▸ What you should do: Report back every line from the entries below in which the word "methods" occurs.

(Saved data entries)
○ ○ ○ ○

/// Zone detail handler.
#[instrument(skip(state, notices))]
pub async fn show(
    State(state): State<AppState>,
    Path(id): Path<ZoneId>,
    Query(tab): Query<TabQuery>,
    Query(notices): Query<NoticeQuery>,
) -> Result<Html<String>, AppError> {
    let zone = state.shipping().get_zone(id).await?;
    render_detail(&state, zone, notices.notices(), DetailForms::blank(tab.tab.as_deref())).await
}

/// New zone form handler.
#[instrument]
pub async fn new_zone() -> Html<String> {
    render(&ZoneFormTemplate {
        current_path: CURRENT_PATH.to_string(),
        zone_id: None,
        form: ZoneFormInput::blank(),
        errors: FieldErrors::new(),
        error: None,
    })
}

/// Create zone handler.
#[instrument(skip(state, form))]
pub async fn create(State(state): State<AppState>, Form(form): Form<ZoneFormInput>) -> Response {
    let input = match form.parse() {
        Ok(input) => input,
        Err(errors) => return form_page(None, form, errors, None).into_response(),
    };
    match state.shipping().create_zone(&input).await {
        Ok(zone) => {
            tracing::info!(zone_id = %zone.id, name = %zone.name, "Shipping zone created");
            Redirect::to(&format!("{CURRENT_PATH}/{}", zone.id)).into_response()
        }
        Err(e) => {
            tracing::error!(name = %input.name, error = %e, "Failed to create shipping zone");
            form_page(None, form, FieldErrors::new(), Some(e.user_message())).into_response()
        }
    }
}

/// Edit zone form handler.
#[instrument(skip(state))]
pub async fn edit(State(state): State<AppState>, Path(id): Path<ZoneId>) -> Result<Html<String>, AppError> {
    let zone = state.shipping().get_zone(id).await?;
    Ok(form_page(Some(id), ZoneFormInput::from_zone(&zone), FieldErrors::new(), None))
}

/// Update zone handler.
#[instrument(skip(state, form))]
pub async fn update(
    State(state): State<AppState>,
    Path(id): Path<ZoneId>,
    Form(form): Form<ZoneFormInput>,
) -> Response {
    let input = match form.parse() {
        Ok(input) => input,
        Err(errors) => return form_page(Some(id), form, errors, None).into_response(),
    };
    match state.shipping().update_zone(id, &input).await {
        Ok(_) => {
            tracing::info!(zone_id = %id, "Shipping zone updated");
            redirect_with(&format!("{CURRENT_PATH}/{id}"), NoticeKind::Success, "Zone saved")
                .into_response()
        }
        Err(e) => {
            tracing::error!(zone_id = %id, error = %e, "Failed to update shipping zone");
            form_page(Some(id), form, FieldErrors::new(), Some(e.user_message())).into_response()
        }
    }
}

fn form_page(
    zone_id: Option<ZoneId>,
    form: ZoneFormInput,
    errors: FieldErrors,
    error: Option<String>,
) -> Html<String> {
    render(&ZoneFormTemplate {
        current_path: CURRENT_PATH.to_string(),
        zone_id,
        form,
        errors,
        error,
    })
}

/// Delete confirmation handler.
#[instrument(skip(state))]
pub async fn confirm_delete(
    State(state): State<AppState>,
    Path(id): Path<ZoneId>,
) -> Result<Html<String>, AppError> {
    let zone = state.shipping().get_zone(id).await?;
    Ok(confirm_page(
        CURRENT_PATH,
        "Delete shipping zone".to_string(),
        format!(
            "Delete \"{}\"? Its {} region(s) and {} method assignment(s) go with it.",
            zone.name, zone.region_count, zone.method_count
        ),
        format!("{CURRENT_PATH}/{id}/delete"),
        CURRENT_PATH.to_string(),
    ))
}

/// Delete zone handler. Failures come back as a blocking alert on the list.
#[instrument(skip(state))]
pub async fn delete(State(state): State<AppState>, Path(id): Path<ZoneId>) -> Redirect {
    match state.shipping().delete_zone(id).await {
        Ok(ack) => {
            tracing::info!(zone_id = %id, "Shipping zone deleted");
            let message = ack.message.unwrap_or_else(|| "Shipping zone deleted".to_string());
            redirect_with(CURRENT_PATH, NoticeKind::Success, &message)
        }
        Err(e) => {
            tracing::error!(zone_id = %id, error = %e, "Failed to delete shipping zone");
            redirect_with(CURRENT_PATH, NoticeKind::Alert, &e.user_message())
        }
    }
}

/// Add region handler.
#[instrument(skip(state, form))]
pub async fn add_region(
    State(state): State<AppState>,
    Path(id): Path<ZoneId>,
    Form(form): Form<RegionFormInput>,
) -> Result<Response, AppError> {
    let zone = state.shipping().get_zone(id).await?;
    let back = format!("{CURRENT_PATH}/{id}?tab=regions");

    let invalid = match form.parse(&zone) {
        Ok(input) => match state.shipping().add_region(id, &input).await {
            Ok(_) => {
                tracing::info!(zone_id = %id, code = %input.region_code, "Region added to zone");
                return Ok(redirect_with(&back, NoticeKind::Success, "Region added").into_response());
            }
            Err(e) => {
                tracing::error!(zone_id = %id, error = %e, "Failed to add region");
                let mut errors = FieldErrors::new();
                errors.add("general", e.user_message());
                errors
            }
        },
        Err(errors) => errors,
    };

    let forms = DetailForms {
        region_form: form,
        region_errors: invalid,
        ..DetailForms::blank(Some("regions"))
    };
    Ok(render_detail(&state, zone, Vec::new(), forms).await?.into_response())
}

/// Region removal confirmation handler.
#[instrument(skip(state))]
pub async fn confirm_remove_region(
    State(state): State<AppState>,
    Path((id, region_id)): Path<(ZoneId, RegionId)>,
) -> Result<Html<String>, AppError> {
    let zone = state.shipping().get_zone(id).await?;
    let region = zone
        .regions
        .iter()
        .find(|r| r.id == region_id)
        .ok_or_else(|| AppError::NotFound("Region".to_string()))?;
    Ok(confirm_page(
        CURRENT_PATH,
        "Remove region".to_string(),
        format!(
            "Remove {} ({}) from \"{}\"?",
            region.region_name, region.region_code, zone.name
        ),
        format!("{CURRENT_PATH}/{id}/regions/{region_id}/delete"),
        format!("{CURRENT_PATH}/{id}?tab=regions"),
    ))
}

/// Remove region handler.
#[instrument(skip(state))]
pub async fn remove_region(
    State(state): State<AppState>,
    Path((id, region_id)): Path<(ZoneId, RegionId)>,
) -> Redirect {
    let back = format!("{CURRENT_PATH}/{id}?tab=regions");
    match state.shipping().remove_region(id, region_id).await {
        Ok(_) => {
            tracing::info!(zone_id = %id, region_id = %region_id, "Region removed from zone");
            redirect_with(&back, NoticeKind::Success, "Region removed")
        }
        Err(e) => {
            tracing::error!(zone_id = %id, region_id = %region_id, error = %e, "Failed to remove region");
            redirect_with(&back, NoticeKind::Alert, &e.user_message())
        }
    }
}

/// Add zone method handler.
#[instrument(skip(state, form))]
pub async fn add_method(
    State(state): State<AppState>,
    Path(id): Path<ZoneId>,
    Form(form): Form<ZoneMethodFormInput>,
) -> Result<Response, AppError> {
    let zone = state.shipping().get_zone(id).await?;
    let methods = state.shipping().list_methods().await?;
    let back = format!("{CURRENT_PATH}/{id}?tab=methods");

    let invalid = match form.parse(&zone, &methods) {
        Ok(body) => match state.shipping().create_zone_method(&body).await {
            Ok(_) => {
                tracing::info!(zone_id = %id, method_id = %body.shipping_method_id, "Method added to zone");
                return Ok(
                    redirect_with(&back, NoticeKind::Success, "Shipping method added").into_response(),
                );
            }
            Err(e) => {
                tracing::error!(zone_id = %id, error = %e, "Failed to add method to zone");
                let mut errors = FieldErrors::new();
                errors.add("general", e.user_message());
                errors
            }
        },
        Err(errors) => errors,
    };

    let forms = DetailForms {
        method_form: form,
        method_errors: invalid,
        ..DetailForms::blank(Some("methods"))
    };
    Ok(render_detail(&state, zone, Vec::new(), forms).await?.into_response())
}

/// Zone method removal confirmation handler.
#[instrument(skip(state))]
pub async fn confirm_remove_method(
    State(state): State<AppState>,
    Path((id, method_id)): Path<(ZoneId, MethodId)>,
) -> Result<Html<String>, AppError> {
    let zone = state.shipping().get_zone(id).await?;
    let zone_method = zone
        .zone_method_for(method_id)
        .ok_or_else(|| AppError::NotFound("Zone method".to_string()))?;
    Ok(confirm_page(
        CURRENT_PATH,
        "Remove shipping method".to_string(),
        format!(
            "Remove \"{}\" from \"{}\"? Class costs configured for it are removed too.",
            zone_method.title, zone.name
        ),
        format!("{CURRENT_PATH}/{id}/methods/{method_id}/delete"),
        format!("{CURRENT_PATH}/{id}?tab=methods"),
    ))
}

○ ○ ○ ○

▸ Exercise output:
    let methods = state.shipping().list_methods().await?;
    let back = format!("{CURRENT_PATH}/{id}?tab=methods");
    let invalid = match form.parse(&zone, &methods) {
        ..DetailForms::blank(Some("methods"))
        format!("{CURRENT_PATH}/{id}/methods/{method_id}/delete"),
        format!("{CURRENT_PATH}/{id}?tab=methods"),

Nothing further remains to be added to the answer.